Senior Advocacy Coordinator at Human Rights Activists in Iran (HRA), Skylar Thompson, started her remarks by reporting on the alarming situation of women and human rights in Iran. While presenting a heat map of current protests, Thompson highlights that just in the first 10 days of protests, “protests are spanning 93 cities at least there are in 30 of 31 provinces, they are in 18 universities” she then continues by saying that these protests are not just in urban streets of Tehran, but they are spawning geographically, class, gender, and age wise.

Skylar Thompson presented statistics on the repression of protesters in recent days in Iran, stating according to HRA’s documentation received to this point the youngest person killed was a 16-year-old boy, and she added, A 10-year-old girl was also targeted in these protests. she was shot by the security forces of the Islamic Republic of Iran, but fortunately she survived, although she is in critical condition.

According to Thompson, the senior advocacy coordinator at HRA the situation of human rights has exacerbated during Raisi’s term. She mentioned the upward trends in executions, the return of public executions after two years, and the execution of minor offenders. She also mentioned the surge in inhumane retaliation sentences such as amputation of hands and blinding of eyes.

Mrs. Thompson further pointed to the actions that the international community is obliged to take, such as sanctioning the officials behind suppression, as well as sanctioning institutions that violate women’s rights in Iran, and said: “The fact that the American and Canadian governments have imposed sanctions on the Morality Police and some officials is a positive step, but we do not know who the Canadian government has specifically sanctioned. On the other hand, the silence of countries like England is questionable, and we still do not know the result of the decision and possible actions of the European Union.

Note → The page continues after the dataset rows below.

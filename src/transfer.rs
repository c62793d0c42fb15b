//! rsync invocation and outcome classification.
//!
//! Every transfer is a single `rsync -avz` run over SSH with key-only,
//! non-interactive authentication. The caller decides direction, dry-run and
//! deletion; this module only builds the command line, runs it and sorts the
//! exit status into a [`TransferOutcome`].
//!
//! # Safety
//!
//! `--delete` is passed exactly when [`TransferRequest::allow_delete`] is
//! set. Guarding first transfers is the orchestrator's job.

use std::ffi::OsString;
use std::io::Write;
use std::path::PathBuf;
use std::process::Command;
use std::time::Instant;

use tempfile::NamedTempFile;
use thiserror::Error;

use crate::itemize::{ChangeRecord, parse_itemized_changes};

/// SSH options forcing public-key, non-interactive authentication.
const SSH_OPTIONS: &str = "-o PasswordAuthentication=no -o BatchMode=yes";

/// rsync exit code for an SSH/transport level failure.
const EXIT_TRANSPORT: i32 = 255;

/// rsync exit code for a partial transfer due to errors.
const EXIT_PARTIAL: i32 = 23;

/// Marker rsync prints when the source or destination directory is missing.
const MISSING_PATH_MARKER: &str = "No such file or directory";

/// Errors surfaced by a transfer.
#[derive(Error, Debug)]
pub enum TransferError {
    #[error("transfer engine '{program}' not found: {source}")]
    EngineMissing {
        program: PathBuf,
        source: which::Error,
    },

    #[error("failed to run {program}: {source}")]
    Spawn {
        program: PathBuf,
        source: std::io::Error,
    },

    #[error("failed to write exclude file: {0}")]
    ExcludeFile(#[source] std::io::Error),

    #[error("ssh connection failed (check public key authentication): {}", .output.trim())]
    TransportFailure { output: String },

    #[error("remote directory does not exist")]
    RemoteNotFound { output: String },

    #[error("rsync failed ({}): {}", exit_label(.code), .output.trim())]
    TransferFailure { code: Option<i32>, output: String },
}

fn exit_label(code: &Option<i32>) -> String {
    match code {
        Some(code) => format!("exit status {code}"),
        None => "terminated by signal".to_string(),
    }
}

/// Parameters of one transfer.
#[derive(Debug, Clone)]
pub struct TransferRequest<'a> {
    /// Local path or `host:path` remote address.
    pub source: String,
    /// Local path or `host:path` remote address.
    pub destination: String,
    /// SSH port.
    pub port: &'a str,
    /// Patterns written to an `--exclude-from` file.
    pub excludes: &'a [String],
    /// Report what would change without changing anything.
    pub dry_run: bool,
    /// Delete destination files missing from the source.
    pub allow_delete: bool,
}

impl<'a> TransferRequest<'a> {
    pub fn new(
        source: impl Into<String>,
        destination: impl Into<String>,
        port: &'a str,
        excludes: &'a [String],
    ) -> Self {
        Self {
            source: with_trailing_slash(source.into()),
            destination: with_trailing_slash(destination.into()),
            port,
            excludes,
            dry_run: false,
            allow_delete: false,
        }
    }

    pub fn dry_run(mut self, dry_run: bool) -> Self {
        self.dry_run = dry_run;
        self
    }

    pub fn allow_delete(mut self, allow_delete: bool) -> Self {
        self.allow_delete = allow_delete;
        self
    }

    /// Value for rsync's `-e` option.
    pub fn ssh_command(&self) -> String {
        format!("ssh -p {} {SSH_OPTIONS}", self.port)
    }

    /// Full rsync argument list. `exclude_file` is the `--exclude-from` path.
    pub fn args(&self, exclude_file: Option<&std::path::Path>) -> Vec<OsString> {
        let mut args: Vec<OsString> = vec!["-avz".into(), "-e".into(), self.ssh_command().into()];

        if self.dry_run {
            args.push("--dry-run".into());
            args.push("--itemize-changes".into());
        }
        if self.allow_delete {
            args.push("--delete".into());
        }
        if let Some(path) = exclude_file {
            let mut arg = OsString::from("--exclude-from=");
            arg.push(path);
            args.push(arg);
        }

        args.push(self.source.clone().into());
        args.push(self.destination.clone().into());
        args
    }
}

/// Copy directory contents rather than the directory itself.
fn with_trailing_slash(mut path: String) -> String {
    if !path.ends_with('/') {
        path.push('/');
    }
    path
}

/// Classified result of a transfer run.
#[derive(Debug, Clone, PartialEq, Eq)]
pub enum TransferOutcome {
    /// Exit 0. `changes` is set for dry runs.
    Success {
        output: String,
        changes: Option<Vec<ChangeRecord>>,
    },
    /// Exit 255: SSH could not connect or authenticate.
    TransportFailure { output: String },
    /// Exit 23 with a missing-path message: the remote side was never created.
    RemoteNotFound { output: String },
    /// Anything else.
    TransferFailure { code: Option<i32>, output: String },
}

impl TransferOutcome {
    /// Sort an exit status and the combined output into an outcome.
    pub fn classify(code: Option<i32>, output: String, dry_run: bool) -> Self {
        match code {
            Some(0) => {
                let changes = dry_run.then(|| parse_itemized_changes(&output));
                Self::Success { output, changes }
            }
            Some(EXIT_TRANSPORT) => Self::TransportFailure { output },
            Some(EXIT_PARTIAL) if output.contains(MISSING_PATH_MARKER) => {
                Self::RemoteNotFound { output }
            }
            code => Self::TransferFailure { code, output },
        }
    }

    pub fn label(&self) -> &'static str {
        match self {
            Self::Success { .. } => "success",
            Self::TransportFailure { .. } => "transport_failure",
            Self::RemoteNotFound { .. } => "remote_not_found",
            Self::TransferFailure { .. } => "transfer_failure",
        }
    }

    /// Turn non-success outcomes into errors.
    pub fn into_result(self) -> Result<TransferReport, TransferError> {
        match self {
            Self::Success { output, changes } => Ok(TransferReport { output, changes }),
            Self::TransportFailure { output } => Err(TransferError::TransportFailure { output }),
            Self::RemoteNotFound { output } => Err(TransferError::RemoteNotFound { output }),
            Self::TransferFailure { code, output } => {
                Err(TransferError::TransferFailure { code, output })
            }
        }
    }
}

/// A successful transfer.
#[derive(Debug, Clone, Default, PartialEq, Eq)]
pub struct TransferReport {
    /// Engine output, stdout then stderr.
    pub output: String,
    /// Pending changes, for dry runs.
    pub changes: Option<Vec<ChangeRecord>>,
}

impl TransferReport {
    /// Changes reported by a dry run; empty for real transfers.
    pub fn changes(&self) -> &[ChangeRecord] {
        self.changes.as_deref().unwrap_or_default()
    }
}

/// Runs transfers. Implemented by [`RsyncTransport`]; tests substitute fakes.
pub trait Transport {
    fn transfer(&self, request: &TransferRequest<'_>) -> Result<TransferOutcome, TransferError>;
}

impl<T: Transport + ?Sized> Transport for &T {
    fn transfer(&self, request: &TransferRequest<'_>) -> Result<TransferOutcome, TransferError> {
        (**self).transfer(request)
    }
}

/// Transport backed by the `rsync` binary.
#[derive(Debug, Clone)]
pub struct RsyncTransport {
    program: PathBuf,
}

impl RsyncTransport {
    /// Use `program`, either a path or a name looked up on `PATH`.
    pub fn new(program: impl Into<PathBuf>) -> Self {
        Self {
            program: program.into(),
        }
    }
}

impl Transport for RsyncTransport {
    fn transfer(&self, request: &TransferRequest<'_>) -> Result<TransferOutcome, TransferError> {
        let program = which::which(&self.program).map_err(|source| {
            TransferError::EngineMissing {
                program: self.program.clone(),
                source,
            }
        })?;

        // Removed on drop, whichever way this function returns.
        let exclude_file = if request.excludes.is_empty() {
            None
        } else {
            Some(write_exclude_file(request.excludes).map_err(TransferError::ExcludeFile)?)
        };

        let args = request.args(exclude_file.as_ref().map(NamedTempFile::path));

        tracing::debug!(
            program = %program.display(),
            source = %request.source,
            destination = %request.destination,
            dry_run = request.dry_run,
            delete = request.allow_delete,
            "starting rsync"
        );

        let start = Instant::now();
        let output = Command::new(&program)
            .args(&args)
            .output()
            .map_err(|source| TransferError::Spawn {
                program: program.clone(),
                source,
            })?;
        let duration_ms = start.elapsed().as_millis() as u64;

        let mut combined = String::from_utf8_lossy(&output.stdout).into_owned();
        combined.push_str(&String::from_utf8_lossy(&output.stderr));

        let outcome = TransferOutcome::classify(output.status.code(), combined, request.dry_run);
        match &outcome {
            TransferOutcome::Success { .. } => {
                tracing::info!(
                    source = %request.source,
                    destination = %request.destination,
                    dry_run = request.dry_run,
                    duration_ms,
                    "rsync completed"
                );
            }
            other => {
                tracing::warn!(
                    source = %request.source,
                    destination = %request.destination,
                    code = ?output.status.code(),
                    outcome = other.label(),
                    duration_ms,
                    "rsync failed"
                );
            }
        }

        Ok(outcome)
    }
}

/// Write one pattern per line into a fresh temporary file.
fn write_exclude_file(excludes: &[String]) -> std::io::Result<NamedTempFile> {
    let mut file = tempfile::Builder::new().prefix("gs-excludes-").tempfile()?;
    for pattern in excludes {
        writeln!(file, "{pattern}")?;
    }
    file.flush()?;
    Ok(file)
}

In addition, in answer to a question raised by the audience, Mrs. Thompson addressed the difficult livelihood situation of workers and teachers in Iran. She pointed out that teachers had organized many protest rallies in recent months, which led to the arrest of more than 150 teachers’ union activists.

Senior Researcher MENA region at Article 19, Mahsa Alimardani, raised concerns regarding free flow of information due to the internet disruption and blocking of many online services in Iran during recent protests.

Alimardani, as an expert in the field of technology and communication, discussed the challenges of communication in Iran in the last eleven days and that the Islamic Republic has used new methods to limit access to the Internet. She discussed the difference between the communication restrictions in recent events and what happened in November 2019 and explained that even though this time the internet was not cut off completely like in November 2019 and some Iranians have been able to use the internet in recent days. She added that the disruptions are more strategic than before and at hours that protests usually increase after 4pm, outages and other disruptions increase.

Alimardani Also spoke about Satellite Internet (Namely Starlink) and called the lifting of U.S. sanctions in this regard a positive step. She also warned of the vast disinformation in this regard and even malwares and unsafe apps that have claimed by their downloads users in Iran can connect to Starlink.

Despite the existing challenges, Alimardani expressed hope about the possibility of using satellite internet but also warned that the excessive attention to Starlink in recent days has been a bit misleading and has caused attention to be taken away from the actions that can be taken, such as providing safe and secure VPNs for users in Iran.

Anthony Vance, director of public affairs of the Baha’is of the United States, was another speaker at the meeting who addressed the problems of the Baha’is in Iran and said that the pressure on the Baha’is of Iran has increased systematically in the government of Ibrahim Raisi, especially since June. Depriving Baha’is of education, destroying their homes and spreading hatred against the Baha’i community are only a few examples of the oppression that Vance mentioned.

At the end of the joint meeting of the group of human rights activists in Iran and the Atlantic Council, the Panelists Answered questions submitted by the audience.